As with any observational study, causal inference is inherently limited and confounding by indication has to be considered. However, as most included variables were not readily modifiable and several potential confounders were included, our conclusions should not be significantly altered. Intradialytic BP measurements were not available in our study. Our goal was however slightly different as we considered dialytic SBP regulation as a continuous phenomenon rather than focusing on an arbitrary definition of IDH. As such, the observed linearity of the relationship between SBP variation and its clinical determinants highlighted the fact that quantitative, and not qualitative, differences physiologically determined hemodynamic stability during HD. Likewise, ambulatory interdialytic BP measurements were not considered in our study. While interdialytic BP values are of greater prognostic significance regarding end-organ damage and cardiovascular outcomes, they do not reflect the impact of dialysis itself on hemodynamic regulation42. Post-HD glucose was not analysed as it is not routinely measured at our institution.
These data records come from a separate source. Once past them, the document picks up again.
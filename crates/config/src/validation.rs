use crate::ConfigResult;

/// Trait for configuration validation
pub trait ConfigValidator {
    fn validate(&self) -> ConfigResult<()>;
}

pub struct ValidationUtils;

impl ValidationUtils {
    pub fn validate_not_empty(value: &str, field_name: &str) -> ConfigResult<()> {
        if value.trim().is_empty() {
            return Err(crate::ConfigError::Validation(format!(
                "{field_name} cannot be empty"
            )));
        }
        Ok(())
    }

    pub fn validate_timeout_seconds(timeout_seconds: u64, field_name: &str) -> ConfigResult<()> {
        if timeout_seconds == 0 {
            return Err(crate::ConfigError::Validation(format!(
                "{field_name} must be greater than 0"
            )));
        }
        if timeout_seconds > 86_400 {
            return Err(crate::ConfigError::Validation(format!(
                "{field_name} must be less than or equal to 86400"
            )));
        }
        Ok(())
    }

    pub fn validate_count(count: usize, field_name: &str, max: usize) -> ConfigResult<()> {
        if count == 0 {
            return Err(crate::ConfigError::Validation(format!(
                "{field_name} must be greater than 0"
            )));
        }
        if count > max {
            return Err(crate::ConfigError::Validation(format!(
                "{field_name} must be less than or equal to {max}"
            )));
        }
        Ok(())
    }

    pub fn validate_ratio(value: f64, field_name: &str) -> ConfigResult<()> {
        if !(0.0..=1.0).contains(&value) {
            return Err(crate::ConfigError::Validation(format!(
                "{field_name} must be between 0.0 and 1.0"
            )));
        }
        Ok(())
    }

    pub fn validate_one_of(value: &str, field_name: &str, options: &[&str]) -> ConfigResult<()> {
        if !options.contains(&value) {
            return Err(crate::ConfigError::Validation(format!(
                "Invalid {field_name}: {value}. Valid options: {options:?}"
            )));
        }
        Ok(())
    }
}

#[cfg(test)]
mod tests {
    use super::*;

    #[test]
    fn test_validation_utils() {
        assert!(ValidationUtils::validate_not_empty("lock", "field").is_ok());
        assert!(ValidationUtils::validate_not_empty("  ", "field").is_err());

        assert!(ValidationUtils::validate_timeout_seconds(30, "t").is_ok());
        assert!(ValidationUtils::validate_timeout_seconds(0, "t").is_err());

        assert!(ValidationUtils::validate_count(3, "robots", 64).is_ok());
        assert!(ValidationUtils::validate_count(0, "robots", 64).is_err());
        assert!(ValidationUtils::validate_count(65, "robots", 64).is_err());

        assert!(ValidationUtils::validate_ratio(1.0, "r").is_ok());
        assert!(ValidationUtils::validate_ratio(1.5, "r").is_err());

        assert!(ValidationUtils::validate_one_of("fifo", "p", &["fifo", "priority"]).is_ok());
        assert!(ValidationUtils::validate_one_of("lifo", "p", &["fifo", "priority"]).is_err());
    }
}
However, pre-HD glucose showed no association with our main outcome and was among the first discarded variables during the backward stepwise procedure. Thus, as all patients were dialyzed against a standard 5.5 mmol/L glucose dialysate, we have no reason to believe that post-HD glucose would have been associated with our outcome. Even so, our main conclusions would likely not have been affected by such an adjustment.

Conclusion

In this observational study, we present novel insights into the hemodynamic regulation during HD by describing clinical determinants of peridialytic BP patterns in a large HD outpatient population. We found that serum Na variation is a major determinant of SBP regulation during HD while volume status at the start of the treatment only plays a negligible role when accounting for relevant clinical variables. While younger as well as older patients tended to maintain their BP throughout treatment, middle-aged and overweight individuals were prone to peridialytic BP decline. Elevated serum calcium also favoured hypotension by clinicians choosing lower dialysate calcium, so decreasing dialysate to serum calcium gradient. In light of these findings, peridialytic BP trends should be perceived as part of a quantitative spectrum determined by certain modifiable physiological variables. Tailoring Na and calcium dialysate prescription could potentially influence hemodynamic stability during HD regardless of volume status and improve patient experience and outcomes.